James Murdoch has been rising through the ranks for more than a decade. In recent years, he has served as the No. 3 executive, co-chief operating officer, behind his father and longtime President and Chief Operating Officer Chase Carey. Carey, who is well regarded on Wall Street, is expected to step down from the organizational structure to take on an advisory role.
Wall Street analysts on Thursday noted they would be sorry to see Carey leave Fox because he provided a steady hand through a challenging era for the company.
The Murdochs have weathered a spin-off of the Wall Street Journal, New York Post and other newspaper holdings into a stand-alone company, News Corp., and the devastating British phone hacking scandal. Carey also was a forceful and welcome presence last summer when Fox abandoned its proposed takeover of rival Time Warner when Fox shareholders began selling shares.
For James Murdoch, the proposed new structure firmly establishes him as the day-to-day leader of the company — no longer the apprentice to Carey.
“It significantly clarifies the question of management succession and corporate governance,” Tuna Amobi, media analyst with S&P Capital IQ, said in an interview.
Lachlan Murdoch is expected to spend much of his time at the company’s West Coast headquarters in Los Angeles, while James Murdoch is expected to continue to be based in New York.
The Murdoch sons will have to figure out how to best position the company for the digital age, a realm that Fox has struggled with — a notable example being the $580-million acquisition and later sale of Myspace.
The company’s cable networks — its largest source of profit — will have to find ways to remain relevant amid cord-cutting by younger consumers and pay-TV providers who want to trim their programming packages.
“It’s going to be about their ability to produce high-quality, differentiated content that is going to determine how well they make it through this,” said Cowen & Co. media analyst Doug Creutz. “It’s not going to be easy for anybody, but the guys who have good content are going to make it through.”
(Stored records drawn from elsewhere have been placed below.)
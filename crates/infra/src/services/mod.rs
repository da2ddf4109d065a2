//! Engine operations, one module per billing concern.

pub mod catalog;
pub mod generator;
pub mod ledger;
pub mod reporting;

pub use catalog::DefineStructure;
pub use generator::{AccountFailure, GenerateInvoices, GenerationOutcome};
pub use ledger::RecordPaymentRequest;
pub use reporting::{
    DateRange, DayTotals, InvoiceStats, MethodTotals, PaymentStats, StatusTotals,
};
The proposed new structure, which concentrates power among three family members, is unusual in today’s corporate world. It is almost unheard of for publicly traded companies.
“There’s not one clear leader, and that’s a big challenge,” Martin said. “Rupert’s going to be in charge of some things, Lachlan’s in charge of some things, and James is in charge of some things. That’s a huge challenge that almost no other big media company faces.”
Investors seemed unmoved by the news. Fox shares closed down just 6 cents, to $32.90.
“They’re facing the same tough environment as are all the other media companies,” Creutz said. “I would say Fox is relatively on the better side because they do have a fair amount of good content. They have a very strong international footprint, which a lot of their peers don’t have.… They’ve got something to work with.”
The Murdochs and Carey, through a spokesperson, declined interview requests.
“The matter of succession is on the agenda at our upcoming, regularly scheduled board meeting,” a Fox spokesman said in a statement.
The board meeting is expected to be held next week. The Murdoch family controls 39% of the voting shares of Fox.
Creutz, the Cowen & Co. analyst, noted that Fox’s earnings this year haven’t met Wall Street’s expectations, and that the company might have another downward revision.
“A CEO transition at the same time would give James a chance to start with expectations having been reset to a presumably low bar,” he said.
In addition, Carey’s contract that was signed a year ago was short-term in nature, which prompted speculation that Murdoch was preparing to hand over his media empire to his sons sooner rather than later.
“Should Mr. Carey elect to conclude the term of employment, he agrees to provide non-exclusive consulting services to 21st Century Fox through June 30, 2016,” Carey’s contract says, according to a regulatory filing.
Times staff writer Richard Verrier contributed to this report.